Артем приподнял голову от подушки и Гусеву:

— Отвези меня… До Ростова отвези…

— И думать не моги, — сказал тот. Хотел добавить: с природой-матушкой шутить — себе накладно, но вовремя прикусил язык: чувствовал себя виноватым.

— Позови Ольгу Николаевну, — попросил Артем.

Она пришла встревоженная, но с радостным блеском в глазах: Гусев сообщил ей, что больной в ясной памяти.

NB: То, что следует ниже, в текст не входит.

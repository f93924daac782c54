mod backends;
mod backoff;
mod cli;
mod config;
mod db;
mod engine;
mod error;
mod github;
mod home;
mod llm;
mod template;
#[cfg(test)]
mod testing;

use clap::{CommandFactory, Parser, Subcommand};
use clap_complete::{generate, Shell};

#[derive(Parser)]
#[command(
    name = "sdlc-orch",
    version,
    about = "sdlc-orch: issue-driven plan, code, CI and review pipeline"
)]
struct Cli {
    #[command(subcommand)]
    command: Commands,
}

#[derive(Subcommand)]
enum Commands {
    /// Start the orchestrator service
    Serve,
    /// Run one poll cycle and wait for the agents it starts
    Tick,
    /// Show version information
    Version,
    /// Read config values
    Config {
        /// Config key (dot-separated path)
        key: String,
    },
    /// Inspect tracked tasks
    Task {
        #[command(subcommand)]
        action: TaskAction,
    },
    /// Generate shell completions
    Completions {
        /// Shell type
        shell: Shell,
    },
}

#[derive(Subcommand)]
enum TaskAction {
    /// List tracked tasks
    List {
        /// Filter by phase (e.g. plan-ready, awaiting_ci)
        #[arg(long)]
        phase: Option<String>,
    },
    /// Show task details
    Show {
        /// Repository in OWNER/REPO format
        repo: String,
        /// Issue number
        number: u64,
    },
    /// Show the phase transitions of a task
    History {
        /// Repository in OWNER/REPO format
        repo: String,
        /// Issue number
        number: u64,
    },
    /// Count tasks per phase
    Status {
        /// Output as JSON
        #[arg(long)]
        json: bool,
    },
}

#[tokio::main]
async fn main() -> anyhow::Result<()> {
    tracing_subscriber::fmt()
        .with_env_filter(
            tracing_subscriber::EnvFilter::from_default_env().add_directive("sdlc_orch=info".parse()?),
        )
        .with_writer(std::io::stderr)
        .init();

    let cli = Cli::parse();

    match cli.command {
        Commands::Serve => {
            tracing::info!("starting sdlc-orch serve");
            engine::serve().await?;
        }
        Commands::Tick => {
            cli::tick().await?;
        }
        Commands::Version => {
            cli::version();
        }
        Commands::Config { key } => {
            cli::config_get(&key)?;
        }
        Commands::Task { action } => match action {
            TaskAction::List { phase } => {
                cli::task::list(phase).await?;
            }
            TaskAction::Show { repo, number } => {
                cli::task::show(&repo, number).await?;
            }
            TaskAction::History { repo, number } => {
                cli::task::history(&repo, number).await?;
            }
            TaskAction::Status { json } => {
                cli::task::status(json).await?;
            }
        },
        Commands::Completions { shell } => {
            let mut cmd = Cli::command();
            generate(shell, &mut cmd, "sdlc-orch", &mut std::io::stdout());
        }
    }

    Ok(())
}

— Собирайся, едем в город, — сказал Артем. В ее запачканной руке был мелок, она пришла с урока. Почему-то этот мелок в ее тонких, слабых пальцах вызвал у Артема теплую нежность к ней самой. Он улыбнулся. — Прощайся со своими ребятками. Едем…

— Артем, милый, тебе еще надо лежать, — сказала Оля. — Да и мне… Куда сейчас от школы…

— Скажи ему, — Артем кивнул на Гусева, стоявшего у кровати. — Тогда пусть меня отвезет…

6

Павел Константинович судорожно дергал шеей, взывал к Антипу:

— Скорей же! Можешь скорей? Тащишься, что жук навозный.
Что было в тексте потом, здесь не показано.